# FTP Batch file Help



## raz (Jul 13, 2002)

Hi Guys

Here's a bit of a challenge for you..i dont know whether this is possible or not in batch file so I am throwing it out to the experts.

I have written a quick batch file which goes out and logs in to an FTP site and using WGET picks up a screensaver file and moves it to a specific folder which the corresponds to the Logon Screensaver location in the registry. in theory all files are named the same and should be applied as the logon screensaver.

My problem is this: It works fine except when i try to schedule it using windows scheduler and the Logon Screensaver is active, the file transfer takes place without a problem and dowloads it locally to a downloads folder. uNfortunately because the Scr file is in use. Xcopy can not overwrite it in the Screensaver location.

Is there a way round this problem:
Perhaps a utility which interupts/unlocks the scr file for the copy to take place. I have tried Unlocker.exe to no avail. or alternatively another way round tis issue.

Cheers
Raz

PS Here's the Code
cd\
del /s /Q c:\NLJKSCR\*.*

cd c:\fileze 
md c:\fileze\Downloads 
Md c:\fileze\Uploads 
md c:\fileze\Logs 
md c:\NLJKSCR

wget --output-file=NLJK.log ftp://ab:[email protected]/jk/NLJK/*.*

xcopy c:\fileze\*.scr c:\fileze\downloads /Y 
Xcopy c:\fileze\*.log c:\fileze\logs /Y

Del c:\fileze\*.scr
del c:\fileze\*.log

xcopy c:\fileze\Downloads\*.scr C:\NLJKSCR /Y 
xcopy c:\fileze\Logs\*.log C:\fileze\uploads /Y

cd c:\fileze\uploads

wput NLJK.log ftp://ab:[email protected]/jk/NLJK/Uploads/

pause

PPS NLJKSCR is the location of the screensaver.


----------



## Squashman (Apr 4, 2003)

Don't think you are going to get around that.

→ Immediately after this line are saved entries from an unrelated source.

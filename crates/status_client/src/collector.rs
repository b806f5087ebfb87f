use std::{collections::HashMap, sync::Arc};

use chrono::{DateTime, Utc};
use serde::Serialize;
use shared::{domain::StatusAction, protocol::StatusMessage};
use tokio::sync::{broadcast, Mutex, RwLock};
use tracing::{debug, info, warn};

const UPDATE_CHANNEL_CAPACITY: usize = 1024;
const RELOAD_CHANNEL_CAPACITY: usize = 64;

/// How an ERROR status affects the record it is applied to.
#[derive(Debug, Clone, Copy, PartialEq, Eq, Default)]
pub enum ErrorPolicy {
    /// ERROR marks the record as failed but leaves it open; only RESULT finishes it.
    #[default]
    KeepOpen,
    /// ERROR marks the record as failed and finished.
    Finish,
}

#[derive(Debug, Clone, Copy, PartialEq, Eq)]
pub enum RecordState {
    Pending,
    FinishedOk,
    FinishedFailed,
}

/// Aggregated state of one tracked task.
///
/// Flags are monotonic: `is_finished` never goes back to false and
/// `is_successful` never goes back to true. Messages are kept in arrival order.
#[derive(Debug, Clone, PartialEq, Serialize)]
#[serde(rename_all = "camelCase")]
pub struct ProcessRecord {
    task_id: String,
    is_finished: bool,
    is_successful: bool,
    messages: Vec<StatusMessage>,
    created_at: DateTime<Utc>,
    updated_at: DateTime<Utc>,
}

impl ProcessRecord {
    fn new(task_id: String, now: DateTime<Utc>) -> Self {
        Self {
            task_id,
            is_finished: false,
            is_successful: true,
            messages: Vec::new(),
            created_at: now,
            updated_at: now,
        }
    }

    pub fn task_id(&self) -> &str {
        &self.task_id
    }

    pub fn is_finished(&self) -> bool {
        self.is_finished
    }

    pub fn is_successful(&self) -> bool {
        self.is_successful
    }

    pub fn messages(&self) -> &[StatusMessage] {
        &self.messages
    }

    pub fn created_at(&self) -> DateTime<Utc> {
        self.created_at
    }

    pub fn updated_at(&self) -> DateTime<Utc> {
        self.updated_at
    }

    pub fn state(&self) -> RecordState {
        match (self.is_finished, self.is_successful) {
            (false, _) => RecordState::Pending,
            (true, true) => RecordState::FinishedOk,
            (true, false) => RecordState::FinishedFailed,
        }
    }

    pub fn last_message(&self) -> Option<&StatusMessage> {
        self.messages.last()
    }

    /// Progress of the most recent message that reported one.
    pub fn latest_progress(&self) -> Option<u8> {
        self.messages
            .iter()
            .rev()
            .find_map(StatusMessage::progress_percent)
    }
}

/// Effect of applying one message to the table.
#[derive(Debug, Clone, Copy, PartialEq, Eq)]
pub enum Transition {
    /// No task id; nothing changed.
    Dropped,
    Appended,
    /// ERROR applied to a record that stays open.
    Failed,
    Finished { successful: bool },
}

/// Change notifications for views that need more than the single notifier slot.
#[derive(Debug, Clone, PartialEq, Eq)]
pub enum StatusUpdate {
    Changed { task_id: String },
    Failed { task_id: String },
    Finished { task_id: String, successful: bool },
    Dismissed { task_id: String },
}

/// Insertion-ordered map from task id to its process record.
#[derive(Debug, Default)]
pub struct CorrelationTable {
    records: HashMap<String, ProcessRecord>,
    order: Vec<String>,
    error_policy: ErrorPolicy,
}

impl CorrelationTable {
    pub fn new(error_policy: ErrorPolicy) -> Self {
        Self {
            records: HashMap::new(),
            order: Vec::new(),
            error_policy,
        }
    }

    pub fn error_policy(&self) -> ErrorPolicy {
        self.error_policy
    }

    pub fn apply(&mut self, message: StatusMessage) -> Transition {
        if !message.has_task_id() {
            return Transition::Dropped;
        }

        let now = Utc::now();
        let error_policy = self.error_policy;
        let action = message.action;
        let order = &mut self.order;
        let record = self
            .records
            .entry(message.task_id.clone())
            .or_insert_with(|| {
                order.push(message.task_id.clone());
                ProcessRecord::new(message.task_id.clone(), now)
            });

        record.messages.push(message);
        record.updated_at = now;

        match action {
            StatusAction::Received
            | StatusAction::Added
            | StatusAction::Changed
            | StatusAction::Process => Transition::Appended,
            StatusAction::Result => {
                record.is_finished = true;
                Transition::Finished {
                    successful: record.is_successful,
                }
            }
            StatusAction::Error => {
                record.is_successful = false;
                match error_policy {
                    ErrorPolicy::KeepOpen => Transition::Failed,
                    ErrorPolicy::Finish => {
                        record.is_finished = true;
                        Transition::Finished { successful: false }
                    }
                }
            }
        }
    }

    pub fn dismiss(&mut self, task_id: &str) -> bool {
        if self.records.remove(task_id).is_none() {
            return false;
        }
        self.order.retain(|id| id != task_id);
        true
    }

    pub fn get(&self, task_id: &str) -> Option<&ProcessRecord> {
        self.records.get(task_id)
    }

    pub fn records(&self) -> impl Iterator<Item = &ProcessRecord> + '_ {
        self.order.iter().filter_map(|id| self.records.get(id))
    }

    pub fn snapshot(&self) -> Vec<ProcessRecord> {
        self.records().cloned().collect()
    }

    pub fn len(&self) -> usize {
        self.order.len()
    }

    pub fn is_empty(&self) -> bool {
        self.order.is_empty()
    }
}

pub type FinishedNotifier = Arc<dyn Fn(bool) + Send + Sync>;

/// Owns the correlation table of one session and fans out its transitions.
///
/// Every mutation goes through the table lock; the finished notifier and the
/// broadcasts run after the lock is released so callbacks may query the
/// collector again.
pub struct StatusCollector {
    table: Mutex<CorrelationTable>,
    finished_notifier: RwLock<Option<FinishedNotifier>>,
    reload: broadcast::Sender<()>,
    updates: broadcast::Sender<StatusUpdate>,
}

impl StatusCollector {
    pub fn new() -> Arc<Self> {
        Self::with_error_policy(ErrorPolicy::default())
    }

    pub fn with_error_policy(error_policy: ErrorPolicy) -> Arc<Self> {
        let (reload, _) = broadcast::channel(RELOAD_CHANNEL_CAPACITY);
        let (updates, _) = broadcast::channel(UPDATE_CHANNEL_CAPACITY);
        Arc::new(Self {
            table: Mutex::new(CorrelationTable::new(error_policy)),
            finished_notifier: RwLock::new(None),
            reload,
            updates,
        })
    }

    pub async fn receive_status(&self, message: StatusMessage) -> Transition {
        let task_id = message.task_id.clone();
        let action = message.action;
        let transition = self.table.lock().await.apply(message);
        self.dispatch(&task_id, action, transition).await;
        transition
    }

    /// Seeds a pending record right after the platform accepted an operation.
    pub async fn add_received_message(&self, text: &str, task_id: &str) -> Transition {
        self.receive_status(StatusMessage::received(task_id, text))
            .await
    }

    pub async fn dismiss_status(&self, task_id: &str) -> bool {
        let removed = self.table.lock().await.dismiss(task_id);
        if removed {
            debug!("status: dismissed task_id={task_id}");
            let _ = self.updates.send(StatusUpdate::Dismissed {
                task_id: task_id.to_string(),
            });
        }
        removed
    }

    /// Replaces the terminal callback; the last registration wins.
    pub async fn set_finished_notifier<F>(&self, notifier: F)
    where
        F: Fn(bool) + Send + Sync + 'static,
    {
        *self.finished_notifier.write().await = Some(Arc::new(notifier));
    }

    pub async fn clear_finished_notifier(&self) {
        self.finished_notifier.write().await.take();
    }

    pub fn trigger_data_reloading_action(&self) {
        let _ = self.reload.send(());
    }

    pub fn subscribe_reload(&self) -> broadcast::Receiver<()> {
        self.reload.subscribe()
    }

    pub fn subscribe_updates(&self) -> broadcast::Receiver<StatusUpdate> {
        self.updates.subscribe()
    }

    pub async fn list(&self) -> Vec<ProcessRecord> {
        self.table.lock().await.snapshot()
    }

    pub async fn get(&self, task_id: &str) -> Option<ProcessRecord> {
        self.table.lock().await.get(task_id).cloned()
    }

    pub async fn error_policy(&self) -> ErrorPolicy {
        self.table.lock().await.error_policy()
    }

    async fn dispatch(&self, task_id: &str, action: StatusAction, transition: Transition) {
        match transition {
            Transition::Dropped => {
                warn!("status: dropping {action} message without task id");
            }
            Transition::Appended => {
                debug!("status: {action} recorded task_id={task_id}");
                let _ = self.updates.send(StatusUpdate::Changed {
                    task_id: task_id.to_string(),
                });
            }
            Transition::Failed => {
                warn!("status: {action} marks task as failed task_id={task_id}");
                self.notify_finished(false).await;
                let _ = self.updates.send(StatusUpdate::Failed {
                    task_id: task_id.to_string(),
                });
            }
            Transition::Finished { successful } => {
                info!("status: task finished task_id={task_id} successful={successful}");
                self.notify_finished(successful).await;
                let _ = self.updates.send(StatusUpdate::Finished {
                    task_id: task_id.to_string(),
                    successful,
                });
                self.trigger_data_reloading_action();
            }
        }
    }

    async fn notify_finished(&self, successful: bool) {
        let notifier = self.finished_notifier.read().await.clone();
        if let Some(notifier) = notifier {
            notifier(successful);
        }
    }
}

#[cfg(test)]
#[path = "tests/collector_tests.rs"]
mod tests;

My only solution would be to reboot the computer and run the script at shutdown with a group policy. Don't know if that will work, but it is worth a try.


----------



## wookie2u (May 6, 2007)

I've had similar issues shipping exe's to regional servers... we cooked up an effective, but dangerous solution ...
1. copy the exe's to a whatever.new folders on the target servers beforehand 
2. at 1am on Saturday morning (the end of the FM window) have each server:-
a. disconnect this sever from the network severing ALL connections with extreme prejudice - Danger! Will Robinson, Danger!
b. rename whatever to whatever.old
c. rename whatever.new to whatever 
d. reconnect to the network.

We get away with this little hack because it runs so quickly that any active clients (over-running batch programs or whatever) treat it as a network glitch, and simply resend the "lost" packets. 

We've only had one real problem over a couple of years of releasing this way (about every 3 months). A "permanent" SSL "connection" was smart enough to recognise that it's pier process was not the same process it shook hands with on startup, and therefore refused to talk to it... we solved that by just automatically bouncing the connection on the pier server a minute after the release script. The only problem is remembering to schedule it.


----------



## raz (Jul 13, 2002)

Thanks Wookie

Tried to rename the file but the screensaver is in use so it wont even let me rename it

My only option is to somehow disrupt the Logon Screensaver prior to the copy/rename process.
Is it possible to perhaps send Ctrl ALT DEL in batch file prior to copy file?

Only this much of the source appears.